Goldsmith explained that the goal is for breeders to begin to understand how to improve their own programs – showing them ways to improve their efficiency, increase the scale of their program, helping them see the types of equipment that they need, and how to introduce new seed varieties.

“They haven’t had new germplasm for decades,” Goldsmith said. “U of I is home to the USDA Soybean Germplasm Collection, which has over 20,000 unique soybean types and has good relations with Brazilian soybean breeders so we can provide African breeders with high-yielding varieties that they can use as parents.

“Currently, we’re working in five African countries, but we’ve been contacted by soybean breeders in many others who also want the training and better germplasm,” Goldsmith said. “They all have the same problems. Even at the national research institutes in Africa, they are harvesting soybean by pulling plants out of the ground by hand; then women gather around and hit them with sticks. This is not an effective or sustainable technique.”

This month a conference was held in Ghana to give policy makers and those who work with farmers the opportunity to visit farms and to learn more about soybean as a commercial crop.

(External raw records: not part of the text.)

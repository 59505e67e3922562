//!
//! The palette's window controller.
//!
//! [`QuickOpenWindowController`] owns the floating window, the presentation
//! controller and the host's delegate, and is the palette's whole control
//! surface: [`show`](QuickOpenWindowController::show),
//! [`show_without_activation`](QuickOpenWindowController::show_without_activation),
//! [`close`](QuickOpenWindowController::close) and
//! [`toggle`](QuickOpenWindowController::toggle).
//!
//! Visibility is never tracked separately; it is always read back from the
//! native window so the two cannot drift apart.
//!
//! # Became-visible signal
//!
//! [`show_without_activation`](QuickOpenWindowController::show_without_activation)
//! is the single point where the presentation controller learns the palette
//! is on screen. It runs after the window has been ordered front and before
//! any key event can reach the palette. That is where the search text is
//! cleared and, unless matches persist, the previous list is dropped.
//! Centering happens afterwards, against the window's post-reset size.

use std::cell::RefCell;
use std::rc::Rc;

use quick_open_input::KeyEvent;

use crate::delegate::QuickOpenDelegate;
use crate::options::PaletteOptions;
use crate::presenter::{Handled, PresentationController, WindowRequest};
use crate::view::PaletteView;

/// Name the window frame is saved under when `persist_position` is set.
pub const AUTOSAVE_NAME: &str = "QuickOpenWindow";

/// The native window hosting the palette.
pub trait PaletteWindow {
    /// Whether the window is currently on screen.
    fn is_visible(&self) -> bool;

    /// Orders the window in front of all others and makes it key.
    fn order_front(&mut self);

    /// Raises the window to the floating (always-on-top) level.
    fn set_floating_level(&mut self);

    /// Centers the window on its screen.
    fn center(&mut self);

    /// Brings the hosting application to the foreground.
    fn activate_app(&mut self);

    /// Removes the window from the screen.
    fn close(&mut self);

    /// Saves the window frame under `name` from now on.
    ///
    /// Returns true when a frame previously saved under `name` was restored.
    fn set_frame_autosave_name(&mut self, name: &str) -> bool;
}

/// Window controller for the palette.
///
/// Generic over the host's item type `T`, its delegate `D`, and the
/// platform's window `W` and view `V`.
pub struct QuickOpenWindowController<T, D, W, V> {
    options: Rc<PaletteOptions>,
    window: Option<W>,
    presenter: PresentationController<T, V>,
    delegate: Option<D>,
    /// Whether the palette has been shown at least once.
    has_been_shown: bool,
    /// Whether a saved frame was restored at construction.
    restored_frame: bool,
}

impl<T, D, W, V> QuickOpenWindowController<T, D, W, V>
where
    D: QuickOpenDelegate<T, Row = V::Row>,
    W: PaletteWindow,
    V: PaletteView,
{
    /// Creates the controller. The window starts hidden.
    ///
    /// With `persist_position` set, the window's frame is saved under
    /// [`AUTOSAVE_NAME`] and any previously saved frame is restored.
    pub fn new(options: PaletteOptions, mut window: Option<W>, view: V, delegate: Option<D>) -> Self {
        let options = Rc::new(options);

        let restored_frame = match window.as_mut() {
            Some(window) if options.persist_position => window.set_frame_autosave_name(AUTOSAVE_NAME),
            _ => false,
        };
        if restored_frame {
            tracing::debug!(name = AUTOSAVE_NAME, "restored palette window frame");
        }

        Self {
            presenter: PresentationController::new(Rc::clone(&options), view),
            options,
            window,
            delegate,
            has_been_shown: false,
            restored_frame,
        }
    }

    /// Whether the palette window is on screen.
    pub fn is_visible(&self) -> bool {
        self.window.as_ref().is_some_and(|window| window.is_visible())
    }

    /// Shows the palette and activates the hosting application.
    pub fn show(&mut self) {
        if self.is_visible() {
            return;
        }

        self.show_without_activation();

        if let Some(window) = self.window.as_mut() {
            window.activate_app();
        }
    }

    /// Shows the palette, leaving application activation to the caller.
    ///
    /// Does nothing when the palette is already visible or has no window.
    pub fn show_without_activation(&mut self) {
        if self.is_visible() {
            return;
        }
        let Some(window) = self.window.as_mut() else {
            return;
        };

        window.order_front();
        window.set_floating_level();

        // The reset may resize the window; center on its final size
        self.presenter.did_become_visible(self.delegate.as_mut());

        // A restored or previously placed frame wins only when positions persist
        let keep_position =
            self.options.persist_position && (self.restored_frame || self.has_been_shown);
        if !keep_position {
            if let Some(window) = self.window.as_mut() {
                window.center();
            }
        }
        self.has_been_shown = true;

        tracing::debug!(keep_position, "palette shown");
    }

    /// Closes the palette if it is visible.
    ///
    /// The delegate's `on_window_closed` runs immediately before the native
    /// close, exactly once per visible-to-hidden transition.
    pub fn close(&mut self) {
        if !self.is_visible() {
            return;
        }

        if let Some(delegate) = self.delegate.as_mut() {
            delegate.on_window_closed();
        }
        if let Some(window) = self.window.as_mut() {
            window.close();
        }
        tracing::debug!("palette closed");
    }

    /// Closes the palette if it is visible, shows it otherwise.
    pub fn toggle(&mut self) {
        if self.is_visible() {
            self.close();
        } else {
            self.show();
        }
    }

    // =========================================================================
    // Event entry points
    // =========================================================================

    /// Routes a key-down event to the palette.
    ///
    /// Returns [`Handled::No`] when the event should continue on to the
    /// search field.
    pub fn handle_key_down(&mut self, event: &KeyEvent) -> Handled {
        let visible = self.is_visible();
        let handled = self
            .presenter
            .handle_key_down(event, visible, self.delegate.as_mut());
        self.process_request();
        handled
    }

    /// Routes a key-up event to the palette.
    pub fn handle_key_up(&mut self, event: &KeyEvent) {
        let visible = self.is_visible();
        self.presenter
            .handle_key_up(event, visible, self.delegate.as_mut());
        self.process_request();
    }

    /// Routes a click on a list row to the palette.
    pub fn handle_row_click(&mut self, row: usize, click_count: u32) {
        self.presenter
            .handle_row_click(row, click_count, self.delegate.as_mut());
        self.process_request();
    }

    fn process_request(&mut self) {
        match self.presenter.take_request() {
            Some(WindowRequest::Toggle) => self.toggle(),
            None => {}
        }
    }

    // =========================================================================
    // Accessors
    // =========================================================================

    pub fn presenter(&self) -> &PresentationController<T, V> {
        &self.presenter
    }

    pub fn presenter_mut(&mut self) -> &mut PresentationController<T, V> {
        &mut self.presenter
    }
}

/// Runs `f` against a shared controller unless it is already borrowed.
///
/// Native callbacks can fire while the controller is mid-update. Those
/// nested calls get `None` and leave the controller untouched.
pub fn try_with<C, R>(shared: &RefCell<C>, f: impl FnOnce(&mut C) -> R) -> Option<R> {
    let mut controller = shared.try_borrow_mut().ok()?;
    Some(f(&mut controller))
}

While out in the field practicing how to operate a hand planter, one of the national breeders said that he’s proud that the conference is hosted at his home institution, the Savanna Agricultural Research Institute in Ghana.

“I think it will open up the gates for research,” said Nicholas Denwar. “They will get to know what the stakes are in the soy industry, what varieties farmers want to grow, what varieties industry wants, and what can they use soybean for.”

Denwar explained that processors and feed mills have to import soybeans and soybean mill from Brazil to supply the nation’s poultry farmers. He would like to see soybean for animal feed grown in Ghana.

“The government intends to make agriculture very businesslike and to grow agriculture,” Denwar said. “We think that soybean is one of the crops that can feed into that agribusiness model.”

Godfree Chigeza, who was recently hired at the International Institute of Tropical Agriculture in Zambia, said that soybean is the fastest-growing crop in Africa. “People are now aware of the importance of soybean, not just in terms of human nutrition, but in terms of poultry feed,” he said. “Farmers are diversifying into soybean for animal feed. They are able to get income, and then they are able to send their kids to school. That’s very important. In the past, the only emphasis was on human food crops—things like maize, cowpea, drybeans—but you need to understand that for farmers to move from poverty they need to have income, and crops like soybean provide farmers an opportunity to have income so that they can reinvest into their farm practices.”

Goldsmith elaborated on how this program is a very different approach to how researchers can address real needs and affect change in developing countries.

“There have been critiques of programs that just provide emergency support, yet do little to avert the next calamity,” he said. “There have been critiques of grain delivery programs that distort markets and decrease incentives for local production. There have been critiques of university research because it affects journals but not livelihoods. And there have been critiques of development efforts that just implement projects with no regard to sustainable solutions or effectiveness. Feed the Future ‘research for development’ breathes new life into how universities can be relevant and extend their service mission to include the developing world.”